The input:
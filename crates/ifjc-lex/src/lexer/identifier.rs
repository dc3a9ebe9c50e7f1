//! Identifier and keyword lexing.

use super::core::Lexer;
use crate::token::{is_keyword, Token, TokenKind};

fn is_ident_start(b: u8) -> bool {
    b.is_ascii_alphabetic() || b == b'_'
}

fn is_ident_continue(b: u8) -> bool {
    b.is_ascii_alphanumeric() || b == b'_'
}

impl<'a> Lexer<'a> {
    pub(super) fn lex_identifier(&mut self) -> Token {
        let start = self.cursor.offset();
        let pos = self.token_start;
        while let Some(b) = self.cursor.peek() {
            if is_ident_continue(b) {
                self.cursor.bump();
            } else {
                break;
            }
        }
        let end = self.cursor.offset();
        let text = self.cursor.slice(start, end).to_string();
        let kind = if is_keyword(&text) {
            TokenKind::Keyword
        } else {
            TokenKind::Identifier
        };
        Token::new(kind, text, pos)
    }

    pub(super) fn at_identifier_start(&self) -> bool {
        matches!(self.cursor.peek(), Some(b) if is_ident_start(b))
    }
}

---

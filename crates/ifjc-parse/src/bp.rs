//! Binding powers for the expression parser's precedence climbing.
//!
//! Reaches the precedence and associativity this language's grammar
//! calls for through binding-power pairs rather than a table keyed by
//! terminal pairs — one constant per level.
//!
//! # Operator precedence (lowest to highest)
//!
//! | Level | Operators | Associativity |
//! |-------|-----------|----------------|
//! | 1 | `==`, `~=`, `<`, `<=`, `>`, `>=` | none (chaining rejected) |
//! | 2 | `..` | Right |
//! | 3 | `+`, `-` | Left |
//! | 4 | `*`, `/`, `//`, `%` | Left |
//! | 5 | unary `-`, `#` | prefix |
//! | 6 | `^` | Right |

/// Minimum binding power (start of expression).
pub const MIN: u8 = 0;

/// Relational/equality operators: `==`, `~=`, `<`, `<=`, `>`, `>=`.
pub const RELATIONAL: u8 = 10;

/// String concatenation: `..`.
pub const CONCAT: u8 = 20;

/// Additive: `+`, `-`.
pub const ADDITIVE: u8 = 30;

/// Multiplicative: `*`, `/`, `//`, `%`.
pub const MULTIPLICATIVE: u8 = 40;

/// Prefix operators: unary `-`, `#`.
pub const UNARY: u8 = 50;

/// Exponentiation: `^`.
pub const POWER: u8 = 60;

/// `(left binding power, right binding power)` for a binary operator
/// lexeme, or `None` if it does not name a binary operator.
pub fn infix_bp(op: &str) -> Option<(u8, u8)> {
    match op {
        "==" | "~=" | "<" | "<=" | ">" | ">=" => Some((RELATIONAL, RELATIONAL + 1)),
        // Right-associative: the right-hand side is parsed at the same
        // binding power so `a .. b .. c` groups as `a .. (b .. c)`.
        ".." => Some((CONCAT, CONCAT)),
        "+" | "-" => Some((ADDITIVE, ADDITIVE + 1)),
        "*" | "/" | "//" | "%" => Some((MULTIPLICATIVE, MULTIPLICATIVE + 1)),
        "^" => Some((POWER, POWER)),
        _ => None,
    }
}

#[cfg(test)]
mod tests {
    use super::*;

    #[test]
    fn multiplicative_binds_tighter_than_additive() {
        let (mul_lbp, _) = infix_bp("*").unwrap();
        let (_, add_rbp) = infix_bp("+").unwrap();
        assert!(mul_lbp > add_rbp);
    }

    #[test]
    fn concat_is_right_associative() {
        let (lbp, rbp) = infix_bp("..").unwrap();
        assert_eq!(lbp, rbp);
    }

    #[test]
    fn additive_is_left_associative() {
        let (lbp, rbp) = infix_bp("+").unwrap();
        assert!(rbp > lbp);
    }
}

* * *

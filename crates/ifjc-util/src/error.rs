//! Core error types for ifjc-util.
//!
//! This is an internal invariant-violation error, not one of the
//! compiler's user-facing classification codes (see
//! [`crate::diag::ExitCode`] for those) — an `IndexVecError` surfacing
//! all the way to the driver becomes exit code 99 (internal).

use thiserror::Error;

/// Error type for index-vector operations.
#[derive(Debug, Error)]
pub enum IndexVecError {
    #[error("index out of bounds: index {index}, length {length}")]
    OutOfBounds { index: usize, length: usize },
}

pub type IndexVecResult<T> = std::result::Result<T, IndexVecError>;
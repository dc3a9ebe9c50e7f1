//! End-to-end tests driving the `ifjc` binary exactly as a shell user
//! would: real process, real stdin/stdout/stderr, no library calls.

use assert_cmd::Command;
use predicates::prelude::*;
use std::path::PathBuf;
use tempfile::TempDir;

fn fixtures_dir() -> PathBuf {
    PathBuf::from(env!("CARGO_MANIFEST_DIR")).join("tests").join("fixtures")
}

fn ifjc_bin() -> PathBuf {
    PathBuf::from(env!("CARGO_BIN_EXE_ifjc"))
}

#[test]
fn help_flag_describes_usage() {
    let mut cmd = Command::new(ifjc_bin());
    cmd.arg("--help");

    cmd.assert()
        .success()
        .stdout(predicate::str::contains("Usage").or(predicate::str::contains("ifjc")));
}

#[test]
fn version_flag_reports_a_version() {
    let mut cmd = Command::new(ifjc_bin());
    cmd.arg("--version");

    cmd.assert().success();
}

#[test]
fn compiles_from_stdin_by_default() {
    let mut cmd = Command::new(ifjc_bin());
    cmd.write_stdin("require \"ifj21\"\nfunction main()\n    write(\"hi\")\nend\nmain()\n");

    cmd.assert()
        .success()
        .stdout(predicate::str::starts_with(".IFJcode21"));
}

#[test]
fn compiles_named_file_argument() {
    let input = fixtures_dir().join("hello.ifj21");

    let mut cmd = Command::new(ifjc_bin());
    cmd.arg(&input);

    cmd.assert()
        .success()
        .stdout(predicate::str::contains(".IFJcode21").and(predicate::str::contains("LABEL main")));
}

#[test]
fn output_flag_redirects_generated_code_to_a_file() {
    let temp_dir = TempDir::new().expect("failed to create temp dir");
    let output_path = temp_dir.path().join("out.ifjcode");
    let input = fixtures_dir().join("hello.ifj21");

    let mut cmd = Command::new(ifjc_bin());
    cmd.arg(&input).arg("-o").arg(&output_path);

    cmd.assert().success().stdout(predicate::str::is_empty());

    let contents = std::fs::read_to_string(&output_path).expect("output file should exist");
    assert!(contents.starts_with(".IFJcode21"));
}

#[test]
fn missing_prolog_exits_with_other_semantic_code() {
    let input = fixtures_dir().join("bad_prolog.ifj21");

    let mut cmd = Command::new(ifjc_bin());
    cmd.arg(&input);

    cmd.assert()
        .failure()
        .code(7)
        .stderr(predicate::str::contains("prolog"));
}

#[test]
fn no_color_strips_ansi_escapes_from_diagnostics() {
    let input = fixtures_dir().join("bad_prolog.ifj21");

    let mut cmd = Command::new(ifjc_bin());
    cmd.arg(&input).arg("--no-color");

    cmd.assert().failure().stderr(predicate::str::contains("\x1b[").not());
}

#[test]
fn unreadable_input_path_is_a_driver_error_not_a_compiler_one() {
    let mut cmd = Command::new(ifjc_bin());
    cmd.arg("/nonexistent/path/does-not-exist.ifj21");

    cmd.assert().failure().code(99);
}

Work to complete:
Working from the entries above, filter out every line that lacks "offset" and copy what remains.

Answer to the problem:
        let start = self.cursor.offset();
        let end = self.cursor.offset();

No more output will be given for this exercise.